Last Friday, Mark Krikorian of the Center for Immigration Studies contended that the DHS gambit is reminiscent of an effort by his nemesis, Linda Chavez, who chairs the Center for Equal Opportunity (CEO), to douse what she took to be inflammatory expressions of anti-immigrant sentiment. Mark was not merely straining to find an angle in a story only tangentially related to immigration; he noted that the DHS effort is being spearheaded by Dan Sutherland, a former employee of Linda's who now heads DHS's Office for Civil Rights and Civil Liberties.
Krikorian's argument drew sharp rebukes from CEO's president Roger Clegg as well as NR's own John J. Miller (a CEO co-founder and formerly its vice president). They rose to Sutherland's defense, essentially countering that Mark was engaged in a baseless guilt-by-association tactic, that association with Linda is nothing to be guilty about in any event, and that — as John put it, based on discussions he's had with Sutherland — DHS is implementing a strategy intended to peel our potential Muslim allies away from al-Qaeda, "not an exercise in politically correct nonsense." (To be clear, John took pains to say he was not assessing the soundness of the DHS strategy, just that he accepts Sutherland's explanation of the agency's thinking.)
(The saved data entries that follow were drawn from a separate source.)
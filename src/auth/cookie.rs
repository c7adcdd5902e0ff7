//! Defines functions for handling the session cookie.

use std::cmp::max;

use axum_extra::extract::{
    PrivateCookieJar,
    cookie::{Cookie, SameSite},
};
use time::{Duration, OffsetDateTime};

use crate::Error;

use super::token::SessionToken;

/// The name of the private cookie holding the serialized [SessionToken].
pub(crate) const COOKIE_TOKEN: &str = "token";
/// The default duration for which auth cookies are valid.
pub(crate) const DEFAULT_COOKIE_DURATION: Duration = Duration::minutes(30);

/// Add an auth cookie to the cookie jar, indicating that a user is logged in
/// and authenticated against the backend services.
///
/// Sets the initial expiry of the cookie to `duration` from the current time.
///
/// Returns the cookie jar with the cookie added.
///
/// # Errors
/// Returns [Error::Serialization] if the session token cannot be serialized.
pub(crate) fn set_auth_cookie(
    jar: PrivateCookieJar,
    bearer: &str,
    duration: Duration,
) -> Result<PrivateCookieJar, Error> {
    let expires_at = OffsetDateTime::now_utc() + duration;
    let token = SessionToken {
        bearer: bearer.to_owned(),
        expires_at,
    };

    build_token_cookie(jar, &token)
}

/// Set the auth cookie to an invalid value and set its max age to zero, which
/// should delete the cookie on the client side.
pub(crate) fn invalidate_auth_cookie(jar: PrivateCookieJar) -> PrivateCookieJar {
    jar.add(
        Cookie::build((COOKIE_TOKEN, "deleted"))
            .expires(OffsetDateTime::UNIX_EPOCH)
            .max_age(Duration::ZERO)
            .http_only(true)
            .same_site(SameSite::Strict)
            .secure(true),
    )
}

/// Read and validate the session token from the cookie jar.
///
/// # Errors
/// - [Error::CookieMissing] if there is no auth cookie.
/// - [Error::InvalidCredentials] if the cookie value cannot be parsed.
/// - [Error::SessionExpired] if the token's expiry has passed.
pub(crate) fn get_token_from_cookies(jar: &PrivateCookieJar) -> Result<SessionToken, Error> {
    let cookie = jar.get(COOKIE_TOKEN).ok_or(Error::CookieMissing)?;
    let token: SessionToken =
        serde_json::from_str(cookie.value_trimmed()).map_err(|_| Error::InvalidCredentials)?;

    if !token.is_valid_at(OffsetDateTime::now_utc()) {
        return Err(Error::SessionExpired);
    }

    Ok(token)
}

/// Set the expiry of the auth cookie in `jar` to the latest of UTC now plus
/// `duration` and the token's current expiry, so that active sessions stay
/// alive while idle ones lapse.
///
/// # Errors
/// The cookie jar is not modified if an error is returned.
pub(crate) fn extend_auth_cookie_duration_if_needed(
    jar: PrivateCookieJar,
    duration: Duration,
) -> Result<PrivateCookieJar, Error> {
    let token = get_token_from_cookies(&jar)?;

    let new_expiry = OffsetDateTime::now_utc()
        .checked_add(duration)
        .ok_or(Error::SessionExpired)?;
    let token = SessionToken {
        expires_at: max(token.expires_at, new_expiry),
        ..token
    };

    build_token_cookie(jar, &token)
}

fn build_token_cookie(
    jar: PrivateCookieJar,
    token: &SessionToken,
) -> Result<PrivateCookieJar, Error> {
    let value =
        serde_json::to_string(token).map_err(|error| Error::Serialization(error.to_string()))?;

    Ok(jar.add(
        Cookie::build((COOKIE_TOKEN, value))
            .expires(token.expires_at)
            .http_only(true)
            .same_site(SameSite::Strict)
            .secure(true),
    ))
}

#[cfg(test)]
mod cookie_tests {
    use axum_extra::extract::{PrivateCookieJar, cookie::Key};
    use sha2::{Digest, Sha512};
    use time::{Duration, OffsetDateTime};

    use crate::Error;

    use super::{
        COOKIE_TOKEN, DEFAULT_COOKIE_DURATION, extend_auth_cookie_duration_if_needed,
        get_token_from_cookies, invalidate_auth_cookie, set_auth_cookie,
    };

    fn get_jar() -> PrivateCookieJar {
        let hash = Sha512::digest(b"foobar");
        let key = Key::from(&hash);

        PrivateCookieJar::new(key)
    }

    /// Test helper macro to assert that two date times are within one second
    /// of each other. Used instead of a function so that the file and line
    /// number of the caller is included in the error message instead of the
    /// helper.
    macro_rules! assert_date_time_close {
        ($left:expr, $right:expr) => {
            assert!(
                ($left - $right).abs() < Duration::seconds(1),
                "got date time {:?}, want {:?}",
                $left,
                $right
            );
        };
    }

    #[test]
    fn can_set_and_read_cookie() {
        let jar = set_auth_cookie(get_jar(), "abc123", DEFAULT_COOKIE_DURATION).unwrap();

        let token = get_token_from_cookies(&jar).unwrap();

        assert_eq!(token.bearer, "abc123");
        assert_date_time_close!(
            token.expires_at,
            OffsetDateTime::now_utc() + DEFAULT_COOKIE_DURATION
        );
    }

    #[test]
    fn missing_cookie_is_an_error() {
        let jar = get_jar();

        assert_eq!(
            get_token_from_cookies(&jar).unwrap_err(),
            Error::CookieMissing
        );
    }

    #[test]
    fn expired_token_is_an_error() {
        let jar = set_auth_cookie(get_jar(), "abc123", Duration::minutes(-5)).unwrap();

        assert_eq!(
            get_token_from_cookies(&jar).unwrap_err(),
            Error::SessionExpired
        );
    }

    #[test]
    fn can_extend_cookie_duration() {
        let jar = set_auth_cookie(get_jar(), "abc123", Duration::minutes(5)).unwrap();

        let jar = extend_auth_cookie_duration_if_needed(jar, Duration::minutes(10)).unwrap();

        let token = get_token_from_cookies(&jar).unwrap();
        assert_date_time_close!(
            token.expires_at,
            OffsetDateTime::now_utc() + Duration::minutes(10)
        );

        let cookie = jar.get(COOKIE_TOKEN).unwrap();
        assert_date_time_close!(cookie.expires_datetime().unwrap(), token.expires_at);
    }

    #[test]
    fn cookie_duration_does_not_shrink() {
        let jar = set_auth_cookie(get_jar(), "abc123", DEFAULT_COOKIE_DURATION).unwrap();
        let want = get_token_from_cookies(&jar).unwrap().expires_at;

        // The initial cookie expires later than now + 5 seconds, so the
        // extension should leave the expiry unchanged.
        let jar = extend_auth_cookie_duration_if_needed(jar, Duration::seconds(5)).unwrap();

        let token = get_token_from_cookies(&jar).unwrap();
        assert_eq!(token.expires_at, want);
    }

    #[test]
    fn invalidate_auth_cookie_succeeds() {
        let jar = set_auth_cookie(get_jar(), "abc123", DEFAULT_COOKIE_DURATION).unwrap();

        let jar = invalidate_auth_cookie(jar);
        let cookie = jar.get(COOKIE_TOKEN).unwrap();

        assert_eq!(cookie.value(), "deleted");
        assert_eq!(cookie.expires_datetime(), Some(OffsetDateTime::UNIX_EPOCH));
        assert_eq!(cookie.max_age(), Some(Duration::ZERO));

        assert_eq!(
            get_token_from_cookies(&jar).unwrap_err(),
            Error::InvalidCredentials
        );
    }
}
Like JJM and Roger, I am fond of Linda (though I tend to disagree with her on immigration issues). Unlike John and Roger, I don't know Dan Sutherland, though the fact that they think well of him surely weighs in his favor. That said, I didn't find Mark's points to be frivolous, much less offensive. I leave to him to defend the parallel he bases on Linda's arguments about immigration rhetoric. (He undertakes to do that, here.) I'm not familiar enough with what Linda has said to make an informed judgment, though I do know from my own experience that lessons from mentors tend to get applied in other contexts. What's more, the Krikorian post did not rely solely on the Sutherland/Chavez tie. Mark recounted that Sutherland has been a point person for DHS's Muslim outreach initiatives, and is described by a top official from one activist group as "a wonderful breath of fresh air from Homeland Security."